__WORK TO COMPLETE__. Every line with the word "EnvFilter" in it should be extracted from the data that follows.

Saved entries:
-----
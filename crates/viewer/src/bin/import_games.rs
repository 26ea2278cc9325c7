//! Import games into the local library without starting the viewer.
//!
//! Usage:
//!   import-games [USERNAME] [--max N]     fetch from Lichess
//!   import-games --pgn FILE USERNAME      read a local PGN file (ids from
//!                                         the Site header when it has one)
//!   import-games --export USERNAME        write the stored games as PGN
//!
//! USERNAME defaults to LICHESS_USERNAME, or the token's account.

use std::env;
use std::fs;

use anyhow::Context;
use chess_core::pgn::{record_from_pgn, site_game_id, split_games};
use tracing_subscriber::EnvFilter;
use viewer::clients::lichess::LichessClient;
use viewer::{Config, GameLibrary};

#[tokio::main]
async fn main() -> anyhow::Result<()> {
    dotenvy::dotenv().ok();

    tracing_subscriber::fmt()
        .with_env_filter(EnvFilter::try_from_default_env().unwrap_or_else(|_| "info".into()))
        .init();

    let config = Config::from_env()?;
    let library = GameLibrary::new(&config.games_dir);

    let args: Vec<String> = env::args().collect();
    let mut username = config.username.clone();
    let mut max_games = config.max_games;
    let mut pgn_file = None;
    let mut export = false;

    let mut i = 1;
    while i < args.len() {
        match args[i].as_str() {
            "--max" => {
                max_games = args.get(i + 1).and_then(|s| s.parse().ok()).unwrap_or(max_games);
                i += 1;
            }
            "--pgn" => {
                pgn_file = args.get(i + 1).cloned();
                i += 1;
            }
            "--export" => export = true,
            name => username = Some(name.to_string()),
        }
        i += 1;
    }

    if export {
        let username = username.context("--export needs a username")?;
        let path = library.export_pgn(&username)?;
        println!("Wrote {}", path.display());
        return Ok(());
    }

    if let Some(file) = pgn_file {
        let username = username.context("--pgn needs a username to file the games under")?;
        let text = fs::read_to_string(&file).with_context(|| format!("reading {file}"))?;
        let games: Vec<_> = split_games(&text)
            .iter()
            .enumerate()
            .map(|(n, pgn)| {
                let id = site_game_id(pgn).unwrap_or_else(|| format!("{username}-{}", n + 1));
                record_from_pgn(&id, pgn)
            })
            .collect();
        library.save_games(&username, &games)?;
        println!("Imported {} games from {file} for {username}", games.len());
        return Ok(());
    }

    let client = LichessClient::new(&config)?;
    let username = match username {
        Some(name) => name,
        None => client.fetch_account().await?.username,
    };

    if client.validate_user(&username).await?.is_none() {
        anyhow::bail!("User \"{username}\" not found on Lichess");
    }

    let games = client.fetch_user_games(&username, max_games).await?;
    library.save_games(&username, &games)?;
    println!("Imported {} games for {username}", games.len());

    Ok(())
}
use serde::{Deserialize, Serialize};

/// One historical game as handed to the viewer by an import source.
///
/// Only `pgn` feeds the board; everything else is display data and passes
/// through untouched.
#[derive(Debug, Clone, PartialEq, Eq, Serialize, Deserialize)]
#[serde(rename_all = "camelCase")]
pub struct GameRecord {
    pub id: String,
    pub white: String,
    pub black: String,
    pub result: String, // "1-0", "0-1", "1/2-1/2", "*"
    pub date: String,
    #[serde(default, skip_serializing_if = "Option::is_none")]
    pub eco: Option<String>,
    pub pgn: String,
    #[serde(default, skip_serializing_if = "Option::is_none")]
    pub time_control: Option<String>,
    #[serde(default, skip_serializing_if = "Option::is_none")]
    pub event: Option<String>,
}

impl GameRecord {
    /// Which side `username` played, compared case-insensitively.
    /// `None` when the user is not one of the two players.
    pub fn side_of(&self, username: &str) -> Option<shakmaty::Color> {
        let username = username.to_lowercase();
        if self.white.to_lowercase() == username {
            Some(shakmaty::Color::White)
        } else if self.black.to_lowercase() == username {
            Some(shakmaty::Color::Black)
        } else {
            None
        }
    }

    /// Short one-line label for game lists.
    pub fn title(&self) -> String {
        format!("{} vs {} ({}, {})", self.white, self.black, self.result, self.date)
    }
}

#[cfg(test)]
mod tests {
    use super::*;

    fn record() -> GameRecord {
        GameRecord {
            id: "abc123".to_string(),
            white: "Magnus".to_string(),
            black: "hikaru".to_string(),
            result: "1-0".to_string(),
            date: "2024-03-01".to_string(),
            eco: Some("C20".to_string()),
            pgn: "1. e4 e5 1-0".to_string(),
            time_control: Some("3+2".to_string()),
            event: None,
        }
    }

    #[test]
    fn test_side_of_ignores_case() {
        let game = record();
        assert_eq!(game.side_of("magnus"), Some(shakmaty::Color::White));
        assert_eq!(game.side_of("HIKARU"), Some(shakmaty::Color::Black));
        assert_eq!(game.side_of("someone"), None);
    }

    #[test]
    fn test_serde_uses_camel_case_and_skips_missing() {
        let json = serde_json::to_value(record()).unwrap();
        assert_eq!(json["timeControl"], "3+2");
        assert!(json.get("event").is_none());

        let back: GameRecord = serde_json::from_value(json).unwrap();
        assert_eq!(back, record());
    }
}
-----
__ANSWER TO THE PROBLEM__.
use tracing_subscriber::EnvFilter;
        .with_env_filter(EnvFilter::try_from_default_env().unwrap_or_else(|_| "info".into()))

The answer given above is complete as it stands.